A mixture of British military fire safety personnel and MOD civilian experts provided the training, which is needed because the UK and its NATO partners often land aircraft in Slovakia.
Staff Sergeant Michal Fusi, of the Slovakian Air Force firefighting service, said:
In Slovakia we don’t have the these kind of facilities, so when the opportunity came up to come to the UK we took it. This is a big experience for us and a chance to improve our skills, it is very beneficial for us. We will be able to pass on the skills we have picked up her to our colleagues back home.

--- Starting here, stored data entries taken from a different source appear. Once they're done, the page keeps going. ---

//! Message type definitions for client-server communication.
//!
//! Every frame in either direction is a JSON object with an `event` name and
//! an optional `data` payload:
//!
//! ```json
//! { "event": "make-move", "data": { "move": { "from": "e2", "to": "e4" } } }
//! ```

use crate::error::ErrorCode;
use crate::game::{Color, GameResult, GameState, MoveRecord};
use crate::room::RoomId;
use crate::session::{PlayerId, Session};
use serde::{Deserialize, Serialize};

/// A message sent from a client to the server.
///
/// # Fields
///
/// * `event` - Kebab-case event name (e.g. "create-room", "resign")
/// * `data` - The payload as a JSON value; `null` when omitted
#[derive(Debug, Clone, Serialize, Deserialize)]
pub struct ClientMessage {
    pub event: String,

    #[serde(default)]
    pub data: serde_json::Value,
}

/// Error payload sent to the requesting connection.
#[derive(Debug, Clone, PartialEq, Eq, Serialize, Deserialize)]
pub struct ErrorBody {
    pub code: ErrorCode,
    pub message: String,
}

impl ErrorBody {
    pub fn new(code: ErrorCode, message: impl Into<String>) -> Self {
        Self {
            code,
            message: message.into(),
        }
    }
}

/// Public view of a player, as seen by the other member of a room.
#[derive(Debug, Clone, PartialEq, Eq, Serialize, Deserialize)]
#[serde(rename_all = "camelCase")]
pub struct PlayerView {
    pub id: PlayerId,
    pub nickname: String,
    #[serde(skip_serializing_if = "Option::is_none")]
    pub color: Option<Color>,
}

/// Move as echoed back by `move-validated`.
#[derive(Debug, Clone, PartialEq, Eq, Serialize, Deserialize)]
pub struct MoveEcho {
    pub from: String,
    pub to: String,
    #[serde(skip_serializing_if = "Option::is_none")]
    pub piece: Option<String>,
}

#[derive(Debug, Clone, PartialEq, Serialize)]
#[serde(rename_all = "camelCase")]
pub struct SessionCreated {
    pub success: bool,
    #[serde(skip_serializing_if = "Option::is_none")]
    pub session: Option<Session>,
    #[serde(skip_serializing_if = "Option::is_none")]
    pub error: Option<ErrorBody>,
}

#[derive(Debug, Clone, PartialEq, Serialize)]
#[serde(rename_all = "camelCase")]
pub struct RoomCreated {
    pub success: bool,
    #[serde(skip_serializing_if = "Option::is_none")]
    pub room_id: Option<RoomId>,
    #[serde(skip_serializing_if = "Option::is_none")]
    pub player_color: Option<Color>,
    #[serde(skip_serializing_if = "Option::is_none")]
    pub error: Option<ErrorBody>,
}

#[derive(Debug, Clone, PartialEq, Serialize)]
#[serde(rename_all = "camelCase")]
pub struct RoomJoined {
    pub success: bool,
    #[serde(skip_serializing_if = "Option::is_none")]
    pub room_id: Option<RoomId>,
    #[serde(skip_serializing_if = "Option::is_none")]
    pub player_color: Option<Color>,
    #[serde(skip_serializing_if = "Option::is_none")]
    pub game_state: Option<GameState>,
    #[serde(skip_serializing_if = "Option::is_none")]
    pub opponent: Option<PlayerView>,
    #[serde(skip_serializing_if = "Option::is_none")]
    pub error: Option<ErrorBody>,
}

#[derive(Debug, Clone, PartialEq, Serialize)]
#[serde(rename_all = "camelCase")]
pub struct RoomLeft {
    pub success: bool,
    #[serde(skip_serializing_if = "Option::is_none")]
    pub room_id: Option<RoomId>,
    #[serde(skip_serializing_if = "Option::is_none")]
    pub error: Option<ErrorBody>,
}

#[derive(Debug, Clone, PartialEq, Serialize)]
#[serde(rename_all = "camelCase")]
pub struct PlayerJoined {
    pub opponent: PlayerView,
    pub game_state: Option<GameState>,
}

#[derive(Debug, Clone, PartialEq, Serialize)]
#[serde(rename_all = "camelCase")]
pub struct GameStarted {
    pub game_state: GameState,
    pub player_color: Color,
    pub opponent: PlayerView,
}

#[derive(Debug, Clone, PartialEq, Serialize)]
#[serde(rename_all = "camelCase")]
pub struct RoomStatusReport {
    pub room_id: RoomId,
    pub player_color: Color,
    pub opponent: Option<PlayerView>,
    pub game_state: Option<GameState>,
    pub is_game_active: bool,
    pub is_room_ready: bool,
}

#[derive(Debug, Clone, PartialEq, Serialize)]
#[serde(rename_all = "camelCase")]
pub struct MoveMade {
    #[serde(rename = "move")]
    pub record: MoveRecord,
    pub game_state: GameState,
    pub next_turn: Color,
}

#[derive(Debug, Clone, PartialEq, Serialize)]
pub struct MoveValidated {
    #[serde(rename = "move")]
    pub echo: MoveEcho,
    pub valid: bool,
}

#[derive(Debug, Clone, PartialEq, Serialize)]
pub struct LegalMoves {
    pub square: String,
    pub destinations: Vec<String>,
}

#[derive(Debug, Clone, PartialEq, Serialize)]
#[serde(rename_all = "camelCase")]
pub struct GameOver {
    pub result: GameResult,
    pub game_state: GameState,
}

#[derive(Debug, Clone, PartialEq, Serialize)]
#[serde(rename_all = "camelCase")]
pub struct DrawOffered {
    pub from_player: PlayerView,
}

#[derive(Debug, Clone, PartialEq, Serialize)]
#[serde(rename_all = "camelCase")]
pub struct DrawDeclined {
    pub by_player: PlayerView,
}

#[derive(Debug, Clone, PartialEq, Serialize)]
#[serde(rename_all = "camelCase")]
pub struct PlayerResigned {
    pub result: GameResult,
    pub game_state: GameState,
    pub resigned_player: PlayerView,
}

#[derive(Debug, Clone, PartialEq, Serialize)]
#[serde(rename_all = "camelCase")]
pub struct PlayerLeft {
    pub left_player: PlayerView,
}

/// A message sent from the server to a client.
#[derive(Debug, Clone, PartialEq, Serialize)]
#[serde(tag = "event", content = "data", rename_all = "kebab-case")]
pub enum ServerMessage {
    SessionCreated(SessionCreated),
    RoomCreated(RoomCreated),
    RoomJoined(RoomJoined),
    RoomLeft(RoomLeft),
    PlayerJoined(PlayerJoined),
    GameStarted(GameStarted),
    RoomStatus(RoomStatusReport),
    MoveMade(MoveMade),
    MoveValidated(MoveValidated),
    LegalMoves(LegalMoves),
    GameOver(GameOver),
    DrawOffered(DrawOffered),
    DrawAccepted(GameOver),
    DrawDeclined(DrawDeclined),
    PlayerResigned(PlayerResigned),
    PlayerLeft(PlayerLeft),
    Error(ErrorBody),
}

impl ServerMessage {
    pub fn error(code: ErrorCode, message: impl Into<String>) -> Self {
        ServerMessage::Error(ErrorBody::new(code, message))
    }

    /// Wire name of the event, for logging.
    pub fn event_name(&self) -> &'static str {
        match self {
            ServerMessage::SessionCreated(_) => "session-created",
            ServerMessage::RoomCreated(_) => "room-created",
            ServerMessage::RoomJoined(_) => "room-joined",
            ServerMessage::RoomLeft(_) => "room-left",
            ServerMessage::PlayerJoined(_) => "player-joined",
            ServerMessage::GameStarted(_) => "game-started",
            ServerMessage::RoomStatus(_) => "room-status",
            ServerMessage::MoveMade(_) => "move-made",
            ServerMessage::MoveValidated(_) => "move-validated",
            ServerMessage::LegalMoves(_) => "legal-moves",
            ServerMessage::GameOver(_) => "game-over",
            ServerMessage::DrawOffered(_) => "draw-offered",
            ServerMessage::DrawAccepted(_) => "draw-accepted",
            ServerMessage::DrawDeclined(_) => "draw-declined",
            ServerMessage::PlayerResigned(_) => "player-resigned",
            ServerMessage::PlayerLeft(_) => "player-left",
            ServerMessage::Error(_) => "error",
        }
    }

    /// Failure response for requests that answer with their own event
    /// (`create-session`, `create-room`, `join-room`, `leave-room`); a plain
    /// `error` frame for everything else.
    pub fn failure_for(event: &str, error: ErrorBody) -> Self {
        match event {
            "create-session" => ServerMessage::SessionCreated(SessionCreated {
                success: false,
                session: None,
                error: Some(error),
            }),
            "create-room" => ServerMessage::RoomCreated(RoomCreated {
                success: false,
                room_id: None,
                player_color: None,
                error: Some(error),
            }),
            "join-room" => ServerMessage::RoomJoined(RoomJoined {
                success: false,
                room_id: None,
                player_color: None,
                game_state: None,
                opponent: None,
                error: Some(error),
            }),
            "leave-room" => ServerMessage::RoomLeft(RoomLeft {
                success: false,
                room_id: None,
                error: Some(error),
            }),
            _ => ServerMessage::Error(error),
        }
    }
}

#[cfg(test)]
mod tests {
    use super::*;
    use serde_json::json;

    #[test]
    fn test_client_message_data_is_optional() {
        let message: ClientMessage = serde_json::from_str(r#"{"event":"start-game"}"#).unwrap();
        assert_eq!(message.event, "start-game");
        assert!(message.data.is_null());
    }

    #[test]
    fn test_server_message_envelope() {
        let message = ServerMessage::error(ErrorCode::NotYourTurn, "Not your turn");
        let value = serde_json::to_value(&message).unwrap();
        assert_eq!(
            value,
            json!({"event": "error", "data": {"code": "NOT_YOUR_TURN", "message": "Not your turn"}})
        );
        assert_eq!(message.event_name(), "error");
    }

    #[test]
    fn test_failure_shapes() {
        let body = ErrorBody::new(ErrorCode::WrongPassword, "Wrong password");
        let value = serde_json::to_value(ServerMessage::failure_for("join-room", body.clone())).unwrap();
        assert_eq!(value["event"], "room-joined");
        assert_eq!(value["data"]["success"], false);
        assert_eq!(value["data"]["error"]["code"], "WRONG_PASSWORD");
        assert!(value["data"].get("roomId").is_none());

        let value = serde_json::to_value(ServerMessage::failure_for("resign", body)).unwrap();
        assert_eq!(value["event"], "error");
    }

    #[test]
    fn test_event_names_match_serialized_tags() {
        let view = PlayerView {
            id: PlayerId::new(),
            nickname: "alice".to_string(),
            color: Some(Color::White),
        };
        let messages = [
            ServerMessage::PlayerLeft(PlayerLeft { left_player: view.clone() }),
            ServerMessage::DrawOffered(DrawOffered { from_player: view.clone() }),
            ServerMessage::DrawDeclined(DrawDeclined { by_player: view }),
            ServerMessage::LegalMoves(LegalMoves {
                square: "e2".to_string(),
                destinations: vec!["e3".to_string(), "e4".to_string()],
            }),
        ];
        for message in messages {
            let value = serde_json::to_value(&message).unwrap();
            assert_eq!(value["event"], message.event_name());
        }
    }

    #[test]
    fn test_player_view_field_names() {
        let view = PlayerView {
            id: PlayerId::new(),
            nickname: "bob".to_string(),
            color: Some(Color::Black),
        };
        let value = serde_json::to_value(ServerMessage::DrawDeclined(DrawDeclined { by_player: view })).unwrap();
        assert_eq!(value["data"]["byPlayer"]["nickname"], "bob");
        assert_eq!(value["data"]["byPlayer"]["color"], "black");
    }
}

The training included classroom and live firefighting exercises which featured a variety of retired RAF aircraft donated to the facility including a Nimrod, Tornado, Harrier Jump Jet, Jaguar, Sea King and Lynx helicopters.
The training area also featured fire simulators such as a “fire wall” and one that is shaped like a large aircraft with seats inside, which can be used to mimic aircraft such as a C-17 Globemaster.
The Defence Fire Risk Management facility at Manston is used for training firefighters across all three services, with more than 3,000 people passing through its doors every year.
Area Manager Ken Cross, the brigade training manager at Manston, said:
We are delighted to have them here. With many British C-17 aircraft landing in Slovakia as part of NATO, the offer of training was extended. Our facilities replicate realistic fire conditions.
The Slovakians loved every minute of what has been a busy and interesting week. They have learnt quickly and are very energetic. They are very, very good firefighters.
It is hoped that this course, the first time that the Slovakians have done this training in the UK, will lead to further opportunities for fire safety personnel from their country to come to Manston.
The UK and Slovakia have longstanding ties, as evidenced most recently in February, when Air Vice Marshal Edward Stringer represented the UK at the funeral service of Major-General Ivan Otto Schwarz, the last surviving veteran of the Second World War Czechoslovak Squadron.
And in September 2017, the Chief of Defence Staff Sir Stuart Peach visited Slovakia to reaffirm the strong bilateral defence and security relationship that our two countries share.